The novel coronavirus pandemic and longstanding economic trouble have reduced the North Korean birthrate and put added strain on families throughout the isolated totalitarian state, prompting the leadership to begin a drive to discourage divorce.

In North Korea, the government controls most of the economy, and the country’s political isolation makes it extremely impoverished. Though private business has been somewhat tolerated in recent decades, much of it falls to women as men are largely employed in the vast North Korean military or state-run enterprises.

According to an April 5 article by Radio Free Asia (RFA), this has pushed women to work harder and longer hours so as to supplement their husbands’ often barebones pay. As a result, modern North Korean families are having fewer children than in previous generations.

RFA, a U.S. government-sponsored outlet, described the anti-divorce campaign in a March 30 piece:

“Divorce is against the party line and policy, [and] it must be somehow eliminated,” a North Korean source said of lectures given by the Korean Workers Party-controlled Socialist Women’s Union of Korea.

The source, a resident in the mountainous northern city of Ryanggang, said that residents felt the speeches did not address the regime’s failure to provide or allow better living conditions, and instead shoved these issues under the rug by pinning the blame for familial instability on women.

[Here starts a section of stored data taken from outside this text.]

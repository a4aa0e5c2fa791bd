//! Encrypted frame channel.
//!
//! Wire layout per frame: `length:u16 BE | type:u8 | ciphertext`, where
//! `length` covers the ciphertext including its AEAD tag. A [`Session`]
//! owns the AEAD state for one connection and keeps an independent nonce
//! counter per direction, each behind its own lock so the request and
//! response pumps never serialize against each other.

use std::time::Duration;

use tokio::io::{AsyncRead, AsyncReadExt, AsyncWrite, AsyncWriteExt};
use tokio::sync::Mutex;

use crate::crypto::{Aead, AeadKey, Nonce};
use crate::error::{Error, Result};

/// Frame header size: 2 bytes length + 1 byte type.
pub const FRAME_HEADER_SIZE: usize = 3;

/// Maximum plaintext bytes per frame.
pub const MAX_FRAME_PAYLOAD: usize = 16384;

/// Reflex frame types.
#[repr(u8)]
#[derive(Debug, Clone, Copy, PartialEq, Eq)]
pub enum FrameType {
    /// Application payload (the first DATA frame also carries the destination).
    Data = 0x01,
    /// Padding bytes, or a 2-byte control payload steering the peer's next
    /// packet size.
    Padding = 0x02,
    /// An 8-byte control payload steering the peer's next inter-frame delay.
    Timing = 0x03,
    /// Graceful end of this direction.
    Close = 0x04,
}

impl FrameType {
    fn from_u8(v: u8) -> Result<Self> {
        match v {
            0x01 => Ok(Self::Data),
            0x02 => Ok(Self::Padding),
            0x03 => Ok(Self::Timing),
            0x04 => Ok(Self::Close),
            other => Err(Error::UnknownFrame(other)),
        }
    }
}

/// A decrypted protocol frame.
#[derive(Debug, Clone)]
pub struct Frame {
    pub frame_type: FrameType,
    pub payload: Vec<u8>,
}

/// AEAD encryption state for one Reflex connection.
///
/// The read and write nonce counters are independent monotonic sequences;
/// each is read-and-incremented under its own async mutex, which also
/// serializes the surrounding I/O so header and ciphertext stay ordered.
pub struct Session {
    aead: Aead,
    read_nonce: Mutex<u64>,
    write_nonce: Mutex<u64>,
}

impl Session {
    /// Create a session from a 32-byte key.
    ///
    /// Any other key length is rejected with [`Error::BadKey`].
    pub fn new(session_key: &[u8]) -> Result<Self> {
        let key = AeadKey::from_slice(session_key)?;
        Ok(Self {
            aead: Aead::new(&key),
            read_nonce: Mutex::new(0),
            write_nonce: Mutex::new(0),
        })
    }

    /// Encrypt and write a single frame.
    ///
    /// `data` must not exceed [`MAX_FRAME_PAYLOAD`].
    pub async fn write_frame<W>(&self, writer: &mut W, frame_type: FrameType, data: &[u8]) -> Result<()>
    where
        W: AsyncWrite + Unpin,
    {
        debug_assert!(data.len() <= MAX_FRAME_PAYLOAD);

        let mut counter = self.write_nonce.lock().await;
        let nonce = Nonce::from_counter(*counter);
        let sealed = self.aead.seal(&nonce, data)?;

        let mut header = [0u8; FRAME_HEADER_SIZE];
        header[0..2].copy_from_slice(&(sealed.len() as u16).to_be_bytes());
        header[2] = frame_type as u8;

        writer.write_all(&header).await?;
        writer.write_all(&sealed).await?;
        *counter += 1;
        Ok(())
    }

    /// Read and decrypt a single frame.
    ///
    /// A zero-length frame yields an empty payload without consuming
    /// ciphertext and without advancing the read counter.
    pub async fn read_frame<R>(&self, reader: &mut R) -> Result<Frame>
    where
        R: AsyncRead + Unpin,
    {
        let mut counter = self.read_nonce.lock().await;

        let mut header = [0u8; FRAME_HEADER_SIZE];
        reader.read_exact(&mut header).await?;

        let length = u16::from_be_bytes([header[0], header[1]]) as usize;
        let frame_type = FrameType::from_u8(header[2])?;

        if length == 0 {
            return Ok(Frame {
                frame_type,
                payload: Vec::new(),
            });
        }

        let mut sealed = vec![0u8; length];
        reader.read_exact(&mut sealed).await?;

        let nonce = Nonce::from_counter(*counter);
        let payload = self.aead.open(&nonce, &sealed)?;
        *counter += 1;

        Ok(Frame {
            frame_type,
            payload,
        })
    }

    /// Send a CLOSE frame signalling the end of this direction.
    pub async fn write_close<W>(&self, writer: &mut W) -> Result<()>
    where
        W: AsyncWrite + Unpin,
    {
        self.write_frame(writer, FrameType::Close, &[]).await
    }

    /// Send a PADDING frame carrying opaque filler bytes.
    pub async fn write_padding<W>(&self, writer: &mut W, padding: &[u8]) -> Result<()>
    where
        W: AsyncWrite + Unpin,
    {
        self.write_frame(writer, FrameType::Padding, padding).await
    }

    /// Instruct the peer to use a specific wire size for its next frame.
    pub async fn send_padding_ctrl<W>(&self, writer: &mut W, target_size: u16) -> Result<()>
    where
        W: AsyncWrite + Unpin,
    {
        self.write_frame(writer, FrameType::Padding, &encode_padding_ctrl(target_size))
            .await
    }

    /// Instruct the peer to apply a specific delay before its next frame.
    pub async fn send_timing_ctrl<W>(&self, writer: &mut W, delay: Duration) -> Result<()>
    where
        W: AsyncWrite + Unpin,
    {
        self.write_frame(writer, FrameType::Timing, &encode_timing_ctrl(delay))
            .await
    }
}

/// Encode a PADDING control payload carrying the target wire size.
pub fn encode_padding_ctrl(target_size: u16) -> [u8; 2] {
    target_size.to_be_bytes()
}

/// Encode a TIMING control payload carrying the delay in milliseconds.
pub fn encode_timing_ctrl(delay: Duration) -> [u8; 8] {
    (delay.as_millis() as u64).to_be_bytes()
}

#[cfg(test)]
mod tests {
    use super::*;
    use crate::crypto::{SecureRandom, TAG_SIZE};

    fn test_key() -> [u8; 32] {
        SecureRandom::bytes()
    }

    fn paired_sessions() -> (Session, Session) {
        let key = test_key();
        (Session::new(&key).unwrap(), Session::new(&key).unwrap())
    }

    #[test]
    fn test_session_rejects_bad_key_lengths() {
        assert!(Session::new(&[0u8; 32]).is_ok());
        assert!(matches!(Session::new(&[0u8; 5]), Err(Error::BadKey(5))));
        assert!(matches!(Session::new(&[0u8; 64]), Err(Error::BadKey(64))));
        assert!(Session::new(&[]).is_err());
    }

    #[tokio::test]
    async fn test_write_read_roundtrip() {
        let (writer, reader) = paired_sessions();
        let mut buf = Vec::new();

        writer
            .write_frame(&mut buf, FrameType::Data, b"hello, reflex protocol!")
            .await
            .unwrap();

        let frame = reader.read_frame(&mut buf.as_slice()).await.unwrap();
        assert_eq!(frame.frame_type, FrameType::Data);
        assert_eq!(frame.payload, b"hello, reflex protocol!");
    }

    #[tokio::test]
    async fn test_multiple_frames_in_order() {
        let (writer, reader) = paired_sessions();
        let mut buf = Vec::new();

        let messages = ["first", "second", "third", "fourth", "fifth"];
        for msg in messages {
            writer
                .write_frame(&mut buf, FrameType::Data, msg.as_bytes())
                .await
                .unwrap();
        }

        let mut cursor = buf.as_slice();
        for msg in messages {
            let frame = reader.read_frame(&mut cursor).await.unwrap();
            assert_eq!(frame.payload, msg.as_bytes());
        }
    }

    #[tokio::test]
    async fn test_all_frame_types() {
        for ty in [
            FrameType::Data,
            FrameType::Padding,
            FrameType::Timing,
            FrameType::Close,
        ] {
            let (writer, reader) = paired_sessions();
            let mut buf = Vec::new();

            writer.write_frame(&mut buf, ty, b"test").await.unwrap();
            let frame = reader.read_frame(&mut buf.as_slice()).await.unwrap();
            assert_eq!(frame.frame_type, ty);
        }
    }

    #[tokio::test]
    async fn test_unknown_frame_type_rejected() {
        let (writer, reader) = paired_sessions();
        let mut buf = Vec::new();
        writer
            .write_frame(&mut buf, FrameType::Data, b"x")
            .await
            .unwrap();

        buf[2] = 0x7f;
        let result = reader.read_frame(&mut buf.as_slice()).await;
        assert!(matches!(result, Err(Error::UnknownFrame(0x7f))));
    }

    #[tokio::test]
    async fn test_wrong_key_fails() {
        let writer = Session::new(&test_key()).unwrap();
        let reader = Session::new(&test_key()).unwrap();
        let mut buf = Vec::new();

        writer
            .write_frame(&mut buf, FrameType::Data, b"secret")
            .await
            .unwrap();

        let result = reader.read_frame(&mut buf.as_slice()).await;
        assert!(matches!(result, Err(Error::AeadOpen)));
    }

    #[tokio::test]
    async fn test_large_payload_integrity() {
        let (writer, reader) = paired_sessions();
        let mut buf = Vec::new();

        let original = crate::crypto::random_padding(MAX_FRAME_PAYLOAD);
        writer
            .write_frame(&mut buf, FrameType::Data, &original)
            .await
            .unwrap();
        assert_eq!(buf.len(), FRAME_HEADER_SIZE + original.len() + TAG_SIZE);

        let frame = reader.read_frame(&mut buf.as_slice()).await.unwrap();
        assert_eq!(frame.payload, original);
    }

    #[tokio::test]
    async fn test_empty_plaintext_frame() {
        let (writer, reader) = paired_sessions();
        let mut buf = Vec::new();

        writer
            .write_frame(&mut buf, FrameType::Data, &[])
            .await
            .unwrap();

        let frame = reader.read_frame(&mut buf.as_slice()).await.unwrap();
        assert!(frame.payload.is_empty());
    }

    #[tokio::test]
    async fn test_zero_length_frame_skips_read_counter() {
        let (writer, reader) = paired_sessions();

        // A hand-crafted zero-length frame carries no ciphertext; reading it
        // must not consume a nonce.
        let mut buf = vec![0x00, 0x00, FrameType::Padding as u8];
        writer
            .write_frame(&mut buf, FrameType::Data, b"after")
            .await
            .unwrap();

        let mut cursor = buf.as_slice();
        let empty = reader.read_frame(&mut cursor).await.unwrap();
        assert_eq!(empty.frame_type, FrameType::Padding);
        assert!(empty.payload.is_empty());

        // The next real frame still opens under counter 0
        let frame = reader.read_frame(&mut cursor).await.unwrap();
        assert_eq!(frame.payload, b"after");
    }

    #[tokio::test]
    async fn test_incomplete_header_errors() {
        let (_, reader) = paired_sessions();
        let buf = [0x00u8, 0x05];
        assert!(reader.read_frame(&mut buf.as_slice()).await.is_err());
    }

    #[tokio::test]
    async fn test_truncated_ciphertext_errors() {
        let (writer, reader) = paired_sessions();
        let mut buf = Vec::new();
        writer
            .write_frame(&mut buf, FrameType::Data, b"payload")
            .await
            .unwrap();

        buf.truncate(buf.len() - 4);
        assert!(reader.read_frame(&mut buf.as_slice()).await.is_err());
    }

    #[tokio::test]
    async fn test_close_frame_helper() {
        let (writer, reader) = paired_sessions();
        let mut buf = Vec::new();

        writer.write_close(&mut buf).await.unwrap();
        let frame = reader.read_frame(&mut buf.as_slice()).await.unwrap();
        assert_eq!(frame.frame_type, FrameType::Close);
        assert!(frame.payload.is_empty());
    }

    #[tokio::test]
    async fn test_padding_frame_helper() {
        let (writer, reader) = paired_sessions();
        let mut buf = Vec::new();

        let padding = crate::crypto::random_padding(128);
        writer.write_padding(&mut buf, &padding).await.unwrap();

        let frame = reader.read_frame(&mut buf.as_slice()).await.unwrap();
        assert_eq!(frame.frame_type, FrameType::Padding);
        assert_eq!(frame.payload, padding);
    }

    #[tokio::test]
    async fn test_control_frame_payloads() {
        let (writer, reader) = paired_sessions();
        let mut buf = Vec::new();

        writer.send_padding_ctrl(&mut buf, 1024).await.unwrap();
        writer
            .send_timing_ctrl(&mut buf, Duration::from_millis(50))
            .await
            .unwrap();

        let mut cursor = buf.as_slice();
        let padding = reader.read_frame(&mut cursor).await.unwrap();
        assert_eq!(padding.frame_type, FrameType::Padding);
        assert_eq!(padding.payload, 1024u16.to_be_bytes());

        let timing = reader.read_frame(&mut cursor).await.unwrap();
        assert_eq!(timing.frame_type, FrameType::Timing);
        assert_eq!(timing.payload, 50u64.to_be_bytes());
    }

    #[tokio::test]
    async fn test_interleaved_directions_stay_independent() {
        let key = test_key();
        let client = Session::new(&key).unwrap();
        let server = Session::new(&key).unwrap();

        let mut client_to_server = Vec::new();
        let mut server_to_client = Vec::new();

        // Interleave writes on both directions; each uses its own counter.
        for i in 0u8..4 {
            client
                .write_frame(&mut client_to_server, FrameType::Data, &[i])
                .await
                .unwrap();
            server
                .write_frame(&mut server_to_client, FrameType::Data, &[i ^ 0xff])
                .await
                .unwrap();
        }

        let mut cursor = client_to_server.as_slice();
        for i in 0u8..4 {
            let frame = server.read_frame(&mut cursor).await.unwrap();
            assert_eq!(frame.payload, [i]);
        }

        let mut cursor = server_to_client.as_slice();
        for i in 0u8..4 {
            let frame = client.read_frame(&mut cursor).await.unwrap();
            assert_eq!(frame.payload, [i ^ 0xff]);
        }
    }

    #[tokio::test]
    async fn test_concurrent_write_read_over_duplex() {
        let key = test_key();
        let writer_sess = Session::new(&key).unwrap();
        let reader_sess = Session::new(&key).unwrap();

        let (client, server) = tokio::io::duplex(4096);
        let (_, mut client_write) = tokio::io::split(client);
        let (mut server_read, _) = tokio::io::split(server);

        let messages = ["alpha", "bravo", "charlie", "delta"];

        let send = tokio::spawn(async move {
            for msg in messages {
                writer_sess
                    .write_frame(&mut client_write, FrameType::Data, msg.as_bytes())
                    .await
                    .unwrap();
            }
        });

        for expected in messages {
            let frame = reader_sess.read_frame(&mut server_read).await.unwrap();
            assert_eq!(frame.payload, expected.as_bytes());
        }

        send.await.unwrap();
    }
}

“These days the government simply tells people to have more kids and doesn’t provide any food, so women who have to work to feed their families are giving up on childbirth to focus on business,” a woman living in the province of North Pyong’an told RFA.

“Because of this reality, the number of students enrolled in elementary school is decreasing.” 

North Korea, which is still technically at war with the South, has historically had a much smaller population than its democratic and capitalist rival, and encourages population growth. Going by the U.N.’s Nations Population Fund, North Korea has been able to maintain the highest total fertility rate (TFR) in northeastern Asia, with around 1.9 children per woman as of last year.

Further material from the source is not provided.